Segment Start: Source material
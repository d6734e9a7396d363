use std::path::{Path, PathBuf};

use serde::{Deserialize, Serialize};
use tracing::{debug, warn};
use utoipa::ToSchema;
use uuid::Uuid;

use crate::core::config::StorageConfig;
use crate::core::error::{AppError, Result};

/// Metadata persisted alongside an uploaded file (JSONB in `posts.files` and
/// `users.profile_picture`).
#[derive(Debug, Clone, PartialEq, Eq, Serialize, Deserialize, ToSchema)]
pub struct FileDescriptor {
    /// Generated on-disk filename (unique)
    pub filename: String,
    /// Full on-disk path
    pub path: String,
    /// Size in bytes
    pub size: i64,
    /// MIME type reported by the client
    pub mimetype: String,
}

/// Which of the two storage directories a file lives in.
#[derive(Debug, Clone, Copy, PartialEq, Eq)]
pub enum StorageKind {
    Uploads,
    ProfilePictures,
}

/// Local-disk file store.
///
/// Serving goes through [`LocalStore::resolve`], which guarantees the
/// resolved path stays inside the designated directory.
pub struct LocalStore {
    uploads_dir: PathBuf,
    profile_pictures_dir: PathBuf,
}

impl LocalStore {
    pub fn new(config: &StorageConfig) -> std::io::Result<Self> {
        std::fs::create_dir_all(&config.uploads_dir)?;
        std::fs::create_dir_all(&config.profile_pictures_dir)?;

        Ok(Self {
            uploads_dir: config.uploads_dir.clone(),
            profile_pictures_dir: config.profile_pictures_dir.clone(),
        })
    }

    fn dir(&self, kind: StorageKind) -> &Path {
        match kind {
            StorageKind::Uploads => &self.uploads_dir,
            StorageKind::ProfilePictures => &self.profile_pictures_dir,
        }
    }

    /// Write file content under a generated unique name and return its
    /// descriptor.
    pub async fn save(
        &self,
        kind: StorageKind,
        original_filename: &str,
        mimetype: &str,
        data: &[u8],
    ) -> Result<FileDescriptor> {
        let filename = unique_filename(original_filename);
        let path = self.dir(kind).join(&filename);

        tokio::fs::write(&path, data).await.map_err(|e| {
            AppError::Internal(format!("Failed to store file '{}': {}", filename, e))
        })?;

        debug!("Stored file: {}", path.display());

        Ok(FileDescriptor {
            filename,
            path: path.to_string_lossy().into_owned(),
            size: data.len() as i64,
            mimetype: mimetype.to_string(),
        })
    }

    /// Best-effort removal of a stored file. Used for cleanup after rejected
    /// uploads and when replacing a profile picture; a missing file only
    /// warrants a warning.
    pub async fn remove(&self, kind: StorageKind, filename: &str) {
        let path = self.dir(kind).join(filename);
        if let Err(e) = tokio::fs::remove_file(&path).await {
            warn!("Failed to remove stored file {}: {}", path.display(), e);
        }
    }

    /// Resolve a client-supplied filename to an on-disk path.
    ///
    /// The canonicalized result must stay within the storage directory;
    /// anything that escapes (".." components, symlinks out) is Forbidden,
    /// and a file that does not exist is NotFound.
    pub fn resolve(&self, kind: StorageKind, filename: &str) -> Result<PathBuf> {
        let base = self
            .dir(kind)
            .canonicalize()
            .map_err(|e| AppError::Internal(format!("Storage directory unavailable: {}", e)))?;

        let resolved = base
            .join(filename)
            .canonicalize()
            .map_err(|_| AppError::NotFound("File not found".to_string()))?;

        if !resolved.starts_with(&base) {
            return Err(AppError::Forbidden("Invalid filename".to_string()));
        }

        if !resolved.is_file() {
            return Err(AppError::NotFound("File not found".to_string()));
        }

        Ok(resolved)
    }
}

/// Unique on-disk name: random UUID plus the original extension.
fn unique_filename(original: &str) -> String {
    match Path::new(original)
        .extension()
        .and_then(|ext| ext.to_str())
    {
        Some(ext) if !ext.is_empty() => format!("{}.{}", Uuid::new_v4(), ext),
        _ => Uuid::new_v4().to_string(),
    }
}

#[cfg(test)]
mod tests {
    use super::*;

    fn store(dir: &tempfile::TempDir) -> LocalStore {
        let config = StorageConfig {
            uploads_dir: dir.path().join("uploads"),
            profile_pictures_dir: dir.path().join("profilePictures"),
        };
        LocalStore::new(&config).unwrap()
    }

    #[test]
    fn unique_filename_keeps_extension() {
        let name = unique_filename("photo.png");
        assert!(name.ends_with(".png"));
        assert_ne!(name, unique_filename("photo.png"));
    }

    #[test]
    fn unique_filename_without_extension() {
        let name = unique_filename("README");
        assert!(!name.contains('.'));
    }

    #[tokio::test]
    async fn save_and_resolve_roundtrip() {
        let dir = tempfile::tempdir().unwrap();
        let store = store(&dir);

        let descriptor = store
            .save(StorageKind::Uploads, "doc.pdf", "application/pdf", b"data")
            .await
            .unwrap();
        assert_eq!(descriptor.size, 4);
        assert_eq!(descriptor.mimetype, "application/pdf");

        let resolved = store
            .resolve(StorageKind::Uploads, &descriptor.filename)
            .unwrap();
        assert_eq!(std::fs::read(resolved).unwrap(), b"data");
    }

    #[tokio::test]
    async fn resolve_rejects_path_traversal() {
        let dir = tempfile::tempdir().unwrap();
        let store = store(&dir);

        // Plant a file outside the uploads directory
        std::fs::write(dir.path().join("secret.txt"), b"secret").unwrap();

        let err = store
            .resolve(StorageKind::Uploads, "../secret.txt")
            .unwrap_err();
        assert!(matches!(err, AppError::Forbidden(_)));
    }

    #[tokio::test]
    async fn resolve_missing_file_is_not_found() {
        let dir = tempfile::tempdir().unwrap();
        let store = store(&dir);

        let err = store.resolve(StorageKind::Uploads, "nope.png").unwrap_err();
        assert!(matches!(err, AppError::NotFound(_)));
    }

    #[tokio::test]
    async fn remove_is_best_effort() {
        let dir = tempfile::tempdir().unwrap();
        let store = store(&dir);

        // Removing a file that was never stored must not panic or error
        store.remove(StorageKind::Uploads, "ghost.bin").await;
    }
}
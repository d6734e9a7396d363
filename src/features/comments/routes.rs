use std::sync::Arc;

use axum::{
    routing::{delete, get},
    Router,
};

use crate::features::comments::handlers::comment_handler;
use crate::features::comments::services::CommentService;

/// Create routes for the comments feature (all require authentication)
pub fn routes(service: Arc<CommentService>) -> Router {
    Router::new()
        .route(
            "/api/comments",
            get(comment_handler::list_comments).post(comment_handler::create_comment),
        )
        .route(
            "/api/comments/{id}",
            delete(comment_handler::delete_comment),
        )
        .with_state(service)
}
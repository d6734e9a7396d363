use std::sync::Arc;

use axum::{
    body::Body,
    extract::{Query, State},
    http::header,
    response::Response,
};
use serde::Deserialize;
use utoipa::IntoParams;

use crate::core::error::{AppError, Result};
use crate::modules::storage::{LocalStore, StorageKind};

#[derive(Debug, Deserialize, IntoParams)]
pub struct FileQuery {
    pub filename: String,
}

/// Retrieve a post attachment by filename
#[utoipa::path(
    get,
    path = "/api/files",
    params(FileQuery),
    responses(
        (status = 200, description = "File content"),
        (status = 403, description = "Filename escapes the uploads directory"),
        (status = 404, description = "File not found"),
        (status = 401, description = "Authentication required")
    ),
    tag = "files",
    security(("session_token" = []))
)]
pub async fn get_upload(
    State(store): State<Arc<LocalStore>>,
    Query(query): Query<FileQuery>,
) -> Result<Response> {
    serve(&store, StorageKind::Uploads, &query.filename).await
}

/// Retrieve a profile picture by filename
#[utoipa::path(
    get,
    path = "/api/files/profile-picture",
    params(FileQuery),
    responses(
        (status = 200, description = "File content"),
        (status = 403, description = "Filename escapes the profile picture directory"),
        (status = 404, description = "File not found"),
        (status = 401, description = "Authentication required")
    ),
    tag = "files",
    security(("session_token" = []))
)]
pub async fn get_profile_picture(
    State(store): State<Arc<LocalStore>>,
    Query(query): Query<FileQuery>,
) -> Result<Response> {
    serve(&store, StorageKind::ProfilePictures, &query.filename).await
}

async fn serve(store: &LocalStore, kind: StorageKind, filename: &str) -> Result<Response> {
    let path = store.resolve(kind, filename)?;

    let data = tokio::fs::read(&path)
        .await
        .map_err(|e| AppError::Internal(format!("Failed to read stored file: {}", e)))?;

    let content_type = mime_guess::from_path(&path).first_or_octet_stream();

    Response::builder()
        .header(header::CONTENT_TYPE, content_type.as_ref())
        .body(Body::from(data))
        .map_err(|e| AppError::Internal(format!("Failed to build file response: {}", e)))
}
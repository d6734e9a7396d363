use chrono::{DateTime, Utc};
use serde::{Deserialize, Serialize};
use utoipa::ToSchema;
use uuid::Uuid;
use validator::Validate;

use crate::features::comments::models::Comment;

#[derive(Debug, Serialize, Deserialize, ToSchema)]
pub struct CommentResponseDto {
    pub id: Uuid,
    pub content: String,
    pub post_id: Uuid,
    pub user_id: Uuid,
    pub created_at: DateTime<Utc>,
}

impl From<Comment> for CommentResponseDto {
    fn from(comment: Comment) -> Self {
        Self {
            id: comment.id,
            content: comment.content,
            post_id: comment.post_id,
            user_id: comment.user_id,
            created_at: comment.created_at,
        }
    }
}

#[derive(Debug, Deserialize, Validate, ToSchema)]
#[serde(rename_all = "camelCase")]
pub struct CreateCommentDto {
    pub post_id: Uuid,

    #[validate(length(min = 1, message = "Comment content is required"))]
    pub content: String,
}
mod google_auth_client;

pub use google_auth_client::{GoogleAuthClient, GoogleUserInfo};
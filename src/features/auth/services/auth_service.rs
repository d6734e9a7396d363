use std::sync::Arc;

use sqlx::PgPool;
use tracing::info;

use crate::core::error::{AppError, Result};
use crate::features::auth::clients::{GoogleAuthClient, GoogleUserInfo};
use crate::features::auth::dtos::{ChangePasswordDto, ChangeUsernameDto, LoginDto, SignupDto};
use crate::features::auth::models::{AuthenticatedUser, Session};
use crate::features::auth::services::SessionService;
use crate::features::users::dtos::UserResponseDto;
use crate::features::users::models::{Role, User};

/// Service for account lifecycle and credential verification
pub struct AuthService {
    pool: PgPool,
    sessions: Arc<SessionService>,
    google: Arc<GoogleAuthClient>,
    frontend_url: String,
}

impl AuthService {
    pub fn new(
        pool: PgPool,
        sessions: Arc<SessionService>,
        google: Arc<GoogleAuthClient>,
        frontend_url: String,
    ) -> Self {
        Self {
            pool,
            sessions,
            google,
            frontend_url,
        }
    }

    pub fn frontend_url(&self) -> &str {
        &self.frontend_url
    }

    pub fn session_ttl_secs(&self) -> u64 {
        self.sessions.ttl_secs()
    }

    /// Create a local account. Duplicate email or username is rejected up
    /// front with a single message, matching the signup form's UX.
    pub async fn signup(&self, dto: SignupDto) -> Result<UserResponseDto> {
        let email_taken = self.get_user_by_email(&dto.email).await?.is_some();
        let username_taken = self.get_user_by_name(&dto.username).await?.is_some();
        if email_taken || username_taken {
            return Err(AppError::BadRequest(
                "A user with this email or username already exists".to_string(),
            ));
        }

        let hashed = bcrypt::hash(&dto.password, bcrypt::DEFAULT_COST)
            .map_err(|e| AppError::Internal(format!("Failed to hash password: {}", e)))?;

        let user = sqlx::query_as::<_, User>(
            r#"
            INSERT INTO users (username, email, password, role)
            VALUES ($1, $2, $3, $4)
            RETURNING *
            "#,
        )
        .bind(&dto.username)
        .bind(&dto.email)
        .bind(&hashed)
        .bind(dto.role)
        .fetch_one(&self.pool)
        .await?;

        info!("User created: {}", user.username);
        Ok(user.into())
    }

    /// Verify local credentials and establish a session.
    ///
    /// Absent user, missing local password (Google account) and hash
    /// mismatch all collapse into one generic failure; the caller never
    /// learns which check failed.
    pub async fn login(&self, dto: LoginDto) -> Result<(AuthenticatedUser, Session)> {
        let Some(user) = self.get_user_by_email(&dto.email).await? else {
            return Err(invalid_credentials());
        };

        let Some(stored_hash) = user.password.as_deref() else {
            return Err(invalid_credentials());
        };

        let matches = bcrypt::verify(&dto.password, stored_hash)
            .map_err(|e| AppError::Internal(format!("Password verification failed: {}", e)))?;
        if !matches {
            return Err(invalid_credentials());
        }

        let session = self.sessions.create(&user.email).await?;
        info!("User logged in: {}", user.username);
        Ok((user.into(), session))
    }

    /// Revoke the given session token
    pub async fn logout(&self, token: &str) -> Result<()> {
        self.sessions.delete(token).await
    }

    /// Change the authenticated user's username
    pub async fn change_username(
        &self,
        user: &AuthenticatedUser,
        dto: ChangeUsernameDto,
    ) -> Result<()> {
        if user.username != dto.old_username {
            return Err(AppError::BadRequest(
                "The old username does not match".to_string(),
            ));
        }

        let new_username = validate_new_username(&dto.old_username, &dto.new_username)?;

        if self.get_user_by_name(&new_username).await?.is_some() {
            return Err(AppError::Conflict(
                "The requested username is already taken".to_string(),
            ));
        }

        sqlx::query("UPDATE users SET username = $1 WHERE id = $2")
            .bind(&new_username)
            .bind(user.id)
            .execute(&self.pool)
            .await?;

        info!("Username changed: {} -> {}", user.username, new_username);
        Ok(())
    }

    /// Change the authenticated user's password.
    ///
    /// Externally-authenticated accounts have no local password and are
    /// rejected outright.
    pub async fn change_password(
        &self,
        user: &AuthenticatedUser,
        dto: ChangePasswordDto,
    ) -> Result<()> {
        if !user.password_set {
            return Err(AppError::Forbidden(
                "Password change is not available for externally-authenticated accounts"
                    .to_string(),
            ));
        }

        let stored_hash = sqlx::query_scalar::<_, Option<String>>(
            "SELECT password FROM users WHERE id = $1",
        )
        .bind(user.id)
        .fetch_optional(&self.pool)
        .await?
        .flatten()
        .ok_or_else(|| {
            AppError::Forbidden(
                "Password change is not available for externally-authenticated accounts"
                    .to_string(),
            )
        })?;

        let matches = bcrypt::verify(&dto.old_password, &stored_hash)
            .map_err(|e| AppError::Internal(format!("Password verification failed: {}", e)))?;
        if !matches {
            return Err(AppError::Forbidden("Invalid old password".to_string()));
        }

        let hashed = bcrypt::hash(&dto.new_password, bcrypt::DEFAULT_COST)
            .map_err(|e| AppError::Internal(format!("Failed to hash password: {}", e)))?;

        sqlx::query("UPDATE users SET password = $1 WHERE id = $2")
            .bind(&hashed)
            .bind(user.id)
            .execute(&self.pool)
            .await?;

        info!("Password changed for {}", user.username);
        Ok(())
    }

    /// Start a Google sign-in: persist a pending state and return the
    /// consent-screen URL to redirect to.
    pub async fn google_login_url(&self, requested_role: Option<&str>) -> Result<String> {
        // TEACHER is the only role a first-time Google sign-in may request
        let role = match requested_role {
            Some("TEACHER") => Role::Teacher,
            _ => Role::Student,
        };

        // Drop long-abandoned states while we are here
        sqlx::query("DELETE FROM oauth_states WHERE created_at < NOW() - INTERVAL '1 hour'")
            .execute(&self.pool)
            .await?;

        let state = new_oauth_state();
        sqlx::query("INSERT INTO oauth_states (state, role) VALUES ($1, $2)")
            .bind(&state)
            .bind(role)
            .execute(&self.pool)
            .await?;

        Ok(self.google.authorize_url(&state))
    }

    /// Complete a Google sign-in: consume the state, exchange the code,
    /// find or create the account and establish a session.
    pub async fn google_callback(&self, code: &str, state: &str) -> Result<Session> {
        let role = self.consume_oauth_state(state).await?;

        let access_token = self.google.exchange_code(code).await?;
        let userinfo = self.google.fetch_userinfo(&access_token).await?;

        let email = userinfo.email.clone().ok_or_else(|| {
            AppError::Unauthorized("The Google account did not return an email address".to_string())
        })?;

        let user = match self.get_user_by_email(&email).await? {
            Some(user) => user,
            None => self.create_google_user(&userinfo, &email, role).await?,
        };

        let session = self.sessions.create(&user.email).await?;
        info!("Google sign-in completed for {}", user.username);
        Ok(session)
    }

    async fn consume_oauth_state(&self, state: &str) -> Result<Role> {
        let role = sqlx::query_scalar::<_, Role>(
            r#"
            DELETE FROM oauth_states
            WHERE state = $1 AND created_at > NOW() - INTERVAL '10 minutes'
            RETURNING role
            "#,
        )
        .bind(state)
        .fetch_optional(&self.pool)
        .await?;

        role.ok_or_else(|| AppError::Unauthorized("Unknown or expired sign-in state".to_string()))
    }

    async fn create_google_user(
        &self,
        userinfo: &GoogleUserInfo,
        email: &str,
        role: Role,
    ) -> Result<User> {
        let base = google_base_username(userinfo, email);
        let username = self.generate_unique_username(&base).await?;

        // NULL password marks the account as externally-authenticated
        let user = sqlx::query_as::<_, User>(
            r#"
            INSERT INTO users (username, email, password, role)
            VALUES ($1, $2, NULL, $3)
            RETURNING *
            "#,
        )
        .bind(&username)
        .bind(email)
        .bind(role)
        .fetch_one(&self.pool)
        .await?;

        info!("Google account created: {}", user.username);
        Ok(user)
    }

    /// Resolve username collisions with numeric suffixes: `name`, `name_1`,
    /// `name_2`, ...
    async fn generate_unique_username(&self, base: &str) -> Result<String> {
        let mut attempt = 0;
        loop {
            let candidate = username_candidate(base, attempt);
            if self.get_user_by_name(&candidate).await?.is_none() {
                return Ok(candidate);
            }
            attempt += 1;
        }
    }

    async fn get_user_by_email(&self, email: &str) -> Result<Option<User>> {
        let user = sqlx::query_as::<_, User>("SELECT * FROM users WHERE email = $1")
            .bind(email)
            .fetch_optional(&self.pool)
            .await?;
        Ok(user)
    }

    async fn get_user_by_name(&self, username: &str) -> Result<Option<User>> {
        let user = sqlx::query_as::<_, User>("SELECT * FROM users WHERE username = $1")
            .bind(username)
            .fetch_optional(&self.pool)
            .await?;
        Ok(user)
    }
}

fn invalid_credentials() -> AppError {
    AppError::Unauthorized("Invalid email or password".to_string())
}

/// Random state parameter for the OAuth round trip
fn new_oauth_state() -> String {
    use rand::Rng;
    let bytes: [u8; 16] = rand::thread_rng().gen();
    hex::encode(bytes)
}

/// Trimmed, non-empty new username that differs from the old one
fn validate_new_username(old: &str, new: &str) -> Result<String> {
    let trimmed = new.trim();
    if trimmed.is_empty() {
        return Err(AppError::BadRequest(
            "The new username must not be empty".to_string(),
        ));
    }
    if trimmed == old.trim() {
        return Err(AppError::BadRequest(
            "The new username must differ from the old one".to_string(),
        ));
    }
    Ok(trimmed.to_string())
}

/// Attempt 0 is the base name itself, attempt n appends `_n`
fn username_candidate(base: &str, attempt: u32) -> String {
    if attempt == 0 {
        base.to_string()
    } else {
        format!("{}_{}", base, attempt)
    }
}

/// Base username for a first-time Google sign-in: display name, then the
/// local part of the email, then a fixed fallback
fn google_base_username(userinfo: &GoogleUserInfo, email: &str) -> String {
    if let Some(name) = userinfo.name.as_deref() {
        if !name.trim().is_empty() {
            return name.trim().to_string();
        }
    }
    match email.split('@').next() {
        Some(local) if !local.is_empty() => local.to_string(),
        _ => "google_user".to_string(),
    }
}

#[cfg(test)]
mod tests {
    use super::*;

    #[test]
    fn new_username_is_trimmed() {
        assert_eq!(validate_new_username("anna", "  bela  ").unwrap(), "bela");
    }

    #[test]
    fn new_username_must_not_be_empty() {
        assert!(matches!(
            validate_new_username("anna", "   "),
            Err(AppError::BadRequest(_))
        ));
    }

    #[test]
    fn new_username_must_differ_from_old() {
        assert!(matches!(
            validate_new_username("anna", "anna"),
            Err(AppError::BadRequest(_))
        ));
        // Equality after trimming also counts as a no-op change
        assert!(matches!(
            validate_new_username("anna", " anna "),
            Err(AppError::BadRequest(_))
        ));
    }

    #[test]
    fn username_candidates_use_numeric_suffixes() {
        assert_eq!(username_candidate("anna", 0), "anna");
        assert_eq!(username_candidate("anna", 1), "anna_1");
        assert_eq!(username_candidate("anna", 2), "anna_2");
    }

    #[test]
    fn google_base_username_prefers_display_name() {
        let info = GoogleUserInfo {
            email: Some("jdoe@gmail.com".to_string()),
            name: Some("John Doe".to_string()),
        };
        assert_eq!(google_base_username(&info, "jdoe@gmail.com"), "John Doe");
    }

    #[test]
    fn google_base_username_falls_back_to_email_local_part() {
        let info = GoogleUserInfo {
            email: Some("jdoe@gmail.com".to_string()),
            name: None,
        };
        assert_eq!(google_base_username(&info, "jdoe@gmail.com"), "jdoe");

        let blank_name = GoogleUserInfo {
            email: Some("jdoe@gmail.com".to_string()),
            name: Some("   ".to_string()),
        };
        assert_eq!(google_base_username(&blank_name, "jdoe@gmail.com"), "jdoe");
    }

    #[test]
    fn new_oauth_state_is_random_hex() {
        let state = new_oauth_state();
        assert_eq!(state.len(), 32);
        assert_ne!(state, new_oauth_state());
    }
}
Segment End: Source material
Assignment: Copy out each line of the data that holds the string "resolved".

Response area:
/// resolved path stays inside the designated directory.
        let resolved = base
        if !resolved.starts_with(&base) {
        if !resolved.is_file() {
        Ok(resolved)
        let resolved = store
        assert_eq!(std::fs::read(resolved).unwrap(), b"data");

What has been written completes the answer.